Saved data entries:
--*--

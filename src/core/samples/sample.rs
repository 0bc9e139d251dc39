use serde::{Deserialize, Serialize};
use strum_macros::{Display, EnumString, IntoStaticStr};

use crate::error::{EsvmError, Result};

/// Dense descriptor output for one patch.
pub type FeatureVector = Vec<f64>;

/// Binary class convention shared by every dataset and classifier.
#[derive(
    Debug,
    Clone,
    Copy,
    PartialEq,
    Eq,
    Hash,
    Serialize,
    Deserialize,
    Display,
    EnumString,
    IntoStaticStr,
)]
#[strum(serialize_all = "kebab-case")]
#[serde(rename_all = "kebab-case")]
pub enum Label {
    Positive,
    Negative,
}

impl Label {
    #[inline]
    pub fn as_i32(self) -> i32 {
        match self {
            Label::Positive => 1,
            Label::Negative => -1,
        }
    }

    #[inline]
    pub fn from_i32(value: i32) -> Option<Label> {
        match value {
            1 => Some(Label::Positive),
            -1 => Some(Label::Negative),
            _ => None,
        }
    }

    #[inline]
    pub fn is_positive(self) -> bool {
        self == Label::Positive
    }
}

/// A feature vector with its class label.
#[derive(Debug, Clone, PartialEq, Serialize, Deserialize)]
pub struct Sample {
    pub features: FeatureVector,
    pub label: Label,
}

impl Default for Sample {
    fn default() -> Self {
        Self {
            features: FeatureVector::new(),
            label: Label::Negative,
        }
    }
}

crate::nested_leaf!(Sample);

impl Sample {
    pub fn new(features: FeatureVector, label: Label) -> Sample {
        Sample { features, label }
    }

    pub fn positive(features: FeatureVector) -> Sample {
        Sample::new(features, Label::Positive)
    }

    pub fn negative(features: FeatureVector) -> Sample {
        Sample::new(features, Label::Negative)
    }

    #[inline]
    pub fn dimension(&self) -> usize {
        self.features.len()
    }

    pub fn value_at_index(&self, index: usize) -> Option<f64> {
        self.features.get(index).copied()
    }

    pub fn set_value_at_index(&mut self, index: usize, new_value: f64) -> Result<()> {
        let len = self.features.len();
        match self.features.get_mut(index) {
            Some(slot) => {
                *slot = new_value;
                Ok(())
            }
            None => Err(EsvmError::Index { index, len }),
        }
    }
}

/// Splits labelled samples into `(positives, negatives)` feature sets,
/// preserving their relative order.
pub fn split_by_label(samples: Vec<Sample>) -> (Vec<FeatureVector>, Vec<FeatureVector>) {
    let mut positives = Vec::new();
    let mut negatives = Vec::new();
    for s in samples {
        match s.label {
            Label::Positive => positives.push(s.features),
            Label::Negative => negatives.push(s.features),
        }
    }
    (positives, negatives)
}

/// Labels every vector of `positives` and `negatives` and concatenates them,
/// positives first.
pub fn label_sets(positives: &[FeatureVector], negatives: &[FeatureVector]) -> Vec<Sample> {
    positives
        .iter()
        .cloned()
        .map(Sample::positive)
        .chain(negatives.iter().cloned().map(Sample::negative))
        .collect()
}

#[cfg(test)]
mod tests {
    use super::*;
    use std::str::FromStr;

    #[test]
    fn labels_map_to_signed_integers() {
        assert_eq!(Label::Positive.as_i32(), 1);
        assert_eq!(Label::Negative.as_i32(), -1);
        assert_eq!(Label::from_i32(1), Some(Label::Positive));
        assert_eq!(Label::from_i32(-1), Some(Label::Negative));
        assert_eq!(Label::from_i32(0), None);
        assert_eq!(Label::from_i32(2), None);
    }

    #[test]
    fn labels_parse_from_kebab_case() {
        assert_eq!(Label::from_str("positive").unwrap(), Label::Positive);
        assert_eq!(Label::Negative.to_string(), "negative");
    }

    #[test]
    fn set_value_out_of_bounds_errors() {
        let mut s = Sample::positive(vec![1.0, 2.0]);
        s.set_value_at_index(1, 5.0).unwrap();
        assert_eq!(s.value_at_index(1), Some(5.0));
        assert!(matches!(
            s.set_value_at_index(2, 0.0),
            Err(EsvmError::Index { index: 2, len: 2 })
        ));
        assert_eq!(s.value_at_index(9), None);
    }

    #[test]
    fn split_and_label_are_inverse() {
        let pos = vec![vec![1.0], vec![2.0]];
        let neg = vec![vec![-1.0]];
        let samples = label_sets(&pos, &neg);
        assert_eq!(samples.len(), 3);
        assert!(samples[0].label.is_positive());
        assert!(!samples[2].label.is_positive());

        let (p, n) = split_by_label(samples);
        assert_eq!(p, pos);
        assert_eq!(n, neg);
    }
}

--*--

EXERCISE GOAL: From the first line to the last, retype the data exactly.

OUTPUT BELOW:
filename src/core/samples/sample.rs
repository 0bc9e139d251dc39
use serde::{Deserialize, Serialize};
use strum_macros::{Display, EnumString, IntoStaticStr};

use crate::error::{EsvmError, Result};

/// Dense descriptor output for one patch.
pub type FeatureVector = Vec<f64>;

/// Binary class convention shared by every dataset and classifier.
#[derive(
    Debug,
    Clone,
    Copy,
    PartialEq,
    Eq,
    Hash,
    Serialize,
    Deserialize,
    Display,
    EnumString,
    IntoStaticStr,
)]
#[strum(serialize_all = "kebab-case")]
#[serde(rename_all = "kebab-case")]
pub enum Label {
    Positive,
    Negative,
}

impl Label {
    #[inline]
    pub fn as_i32(self) -> i32 {
        match self {
            Label::Positive => 1,
            Label::Negative => -1,
        }
    }

    #[inline]
    pub fn from_i32(value: i32) -> Option<Label> {
        match value {
            1 => Some(Label::Positive),
            -1 => Some(Label::Negative),
            _ => None,
        }
    }

    #[inline]
    pub fn is_positive(self) -> bool {
        self == Label::Positive
    }
}

/// A feature vector with its class label.
#[derive(Debug, Clone, PartialEq, Serialize, Deserialize)]
pub struct Sample {
    pub features: FeatureVector,
    pub label: Label,
}

impl Default for Sample {
    fn default() -> Self {
        Self {
            features: FeatureVector::new(),
            label: Label::Negative,
        }
    }
}

crate::nested_leaf!(Sample);

impl Sample {
    pub fn new(features: FeatureVector, label: Label) -> Sample {
        Sample { features, label }
    }

    pub fn positive(features: FeatureVector) -> Sample {
        Sample::new(features, Label::Positive)
    }

    pub fn negative(features: FeatureVector) -> Sample {
        Sample::new(features, Label::Negative)
    }

    #[inline]
    pub fn dimension(&self) -> usize {
        self.features.len()
    }

    pub fn value_at_index(&self, index: usize) -> Option<f64> {
        self.features.get(index).copied()
    }

    pub fn set_value_at_index(&mut self, index: usize, new_value: f64) -> Result<()> {
        let len = self.features.len();
        match self.features.get_mut(index) {
            Some(slot) => {
                *slot = new_value;
                Ok(())
            }
            None => Err(EsvmError::Index { index, len }),
        }
    }
}

/// Splits labelled samples into `(positives, negatives)` feature sets,
/// preserving their relative order.
pub fn split_by_label(samples: Vec<Sample>) -> (Vec<FeatureVector>, Vec<FeatureVector>) {
    let mut positives = Vec::new();
    let mut negatives = Vec::new();
    for s in samples {
        match s.label {
            Label::Positive => positives.push(s.features),
            Label::Negative => negatives.push(s.features),
        }
    }
    (positives, negatives)
}

/// Labels every vector of `positives` and `negatives` and concatenates them,
/// positives first.
pub fn label_sets(positives: &[FeatureVector], negatives: &[FeatureVector]) -> Vec<Sample> {
    positives
        .iter()
        .cloned()
        .map(Sample::positive)
        .chain(negatives.iter().cloned().map(Sample::negative))
        .collect()
}

#[cfg(test)]
mod tests {
    use super::*;
    use std::str::FromStr;

    #[test]
    fn labels_map_to_signed_integers() {
        assert_eq!(Label::Positive.as_i32(), 1);
        assert_eq!(Label::Negative.as_i32(), -1);
        assert_eq!(Label::from_i32(1), Some(Label::Positive));
        assert_eq!(Label::from_i32(-1), Some(Label::Negative));
        assert_eq!(Label::from_i32(0), None);
        assert_eq!(Label::from_i32(2), None);
    }

    #[test]
    fn labels_parse_from_kebab_case() {
        assert_eq!(Label::from_str("positive").unwrap(), Label::Positive);
        assert_eq!(Label::Negative.to_string(), "negative");
    }

    #[test]
    fn set_value_out_of_bounds_errors() {
        let mut s = Sample::positive(vec![1.0, 2.0]);
        s.set_value_at_index(1, 5.0).unwrap();
        assert_eq!(s.value_at_index(1), Some(5.0));
        assert!(matches!(
            s.set_value_at_index(2, 0.0),
            Err(EsvmError::Index { index: 2, len: 2 })
        ));
        assert_eq!(s.value_at_index(9), None);
    }

    #[test]
    fn split_and_label_are_inverse() {
        let pos = vec![vec![1.0], vec![2.0]];
        let neg = vec![vec![-1.0]];
        let samples = label_sets(&pos, &neg);
        assert_eq!(samples.len(), 3);
        assert!(samples[0].label.is_positive());
        assert!(!samples[2].label.is_positive());

        let (p, n) = split_by_label(samples);
        assert_eq!(p, pos);
        assert_eq!(n, neg);
    }
}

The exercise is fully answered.